Aim of the task: For this exercise, repeat the records below exactly as written.

═════ Excerpted records

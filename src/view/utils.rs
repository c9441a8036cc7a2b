//! Utility functions for rendering UI components

use ratatui::layout::Rect;

/// Rect of the given size centered in `area`, clipped to it.
pub fn centered_popup(area: Rect, width: u16, height: u16) -> Rect {
    let width = width.min(area.width);
    let height = height.min(area.height);
    Rect {
        x: area.x + area.width.saturating_sub(width) / 2,
        y: area.y + area.height.saturating_sub(height) / 2,
        width,
        height,
    }
}

/// Shorten `s` to at most `max_width` characters, marking the cut with "...".
pub fn truncate_string(s: &str, max_width: usize) -> String {
    if s.chars().count() <= max_width {
        return s.to_string();
    }
    if max_width <= 3 {
        return ".".repeat(max_width);
    }
    let truncated: String = s.chars().take(max_width - 3).collect();
    format!("{}...", truncated)
}

#[cfg(test)]
mod tests {
    use super::*;

    #[test]
    fn truncate_keeps_short_strings() {
        assert_eq!(truncate_string("Queen", 10), "Queen");
        assert_eq!(truncate_string("Queen", 5), "Queen");
    }

    #[test]
    fn truncate_marks_the_cut() {
        assert_eq!(truncate_string("Queens of the Stone Age", 10), "Queens ...");
        assert_eq!(truncate_string("Queen", 2), "..");
        assert_eq!(truncate_string("Björk Guðmundsdóttir", 8), "Björk...");
    }

    #[test]
    fn popup_is_centered_and_clipped() {
        let area = Rect::new(0, 0, 100, 40);
        assert_eq!(centered_popup(area, 50, 10), Rect::new(25, 15, 50, 10));
        assert_eq!(centered_popup(Rect::new(0, 0, 10, 4), 50, 10), Rect::new(0, 0, 10, 4));
    }
}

══════════

Result:
filename src/view/utils.rs
repository c9441a8036cc7a2b
//! Utility functions for rendering UI components

use ratatui::layout::Rect;

/// Rect of the given size centered in `area`, clipped to it.
pub fn centered_popup(area: Rect, width: u16, height: u16) -> Rect {
    let width = width.min(area.width);
    let height = height.min(area.height);
    Rect {
        x: area.x + area.width.saturating_sub(width) / 2,
        y: area.y + area.height.saturating_sub(height) / 2,
        width,
        height,
    }
}

/// Shorten `s` to at most `max_width` characters, marking the cut with "...".
pub fn truncate_string(s: &str, max_width: usize) -> String {
    if s.chars().count() <= max_width {
        return s.to_string();
    }
    if max_width <= 3 {
        return ".".repeat(max_width);
    }
    let truncated: String = s.chars().take(max_width - 3).collect();
    format!("{}...", truncated)
}

#[cfg(test)]
mod tests {
    use super::*;

    #[test]
    fn truncate_keeps_short_strings() {
        assert_eq!(truncate_string("Queen", 10), "Queen");
        assert_eq!(truncate_string("Queen", 5), "Queen");
    }

    #[test]
    fn truncate_marks_the_cut() {
        assert_eq!(truncate_string("Queens of the Stone Age", 10), "Queens ...");
        assert_eq!(truncate_string("Queen", 2), "..");
        assert_eq!(truncate_string("Björk Guðmundsdóttir", 8), "Björk...");
    }

    #[test]
    fn popup_is_centered_and_clipped() {
        let area = Rect::new(0, 0, 100, 40);
        assert_eq!(centered_popup(area, 50, 10), Rect::new(25, 15, 50, 10));
        assert_eq!(centered_popup(Rect::new(0, 0, 10, 4), 50, 10), Rect::new(0, 0, 10, 4));
    }
}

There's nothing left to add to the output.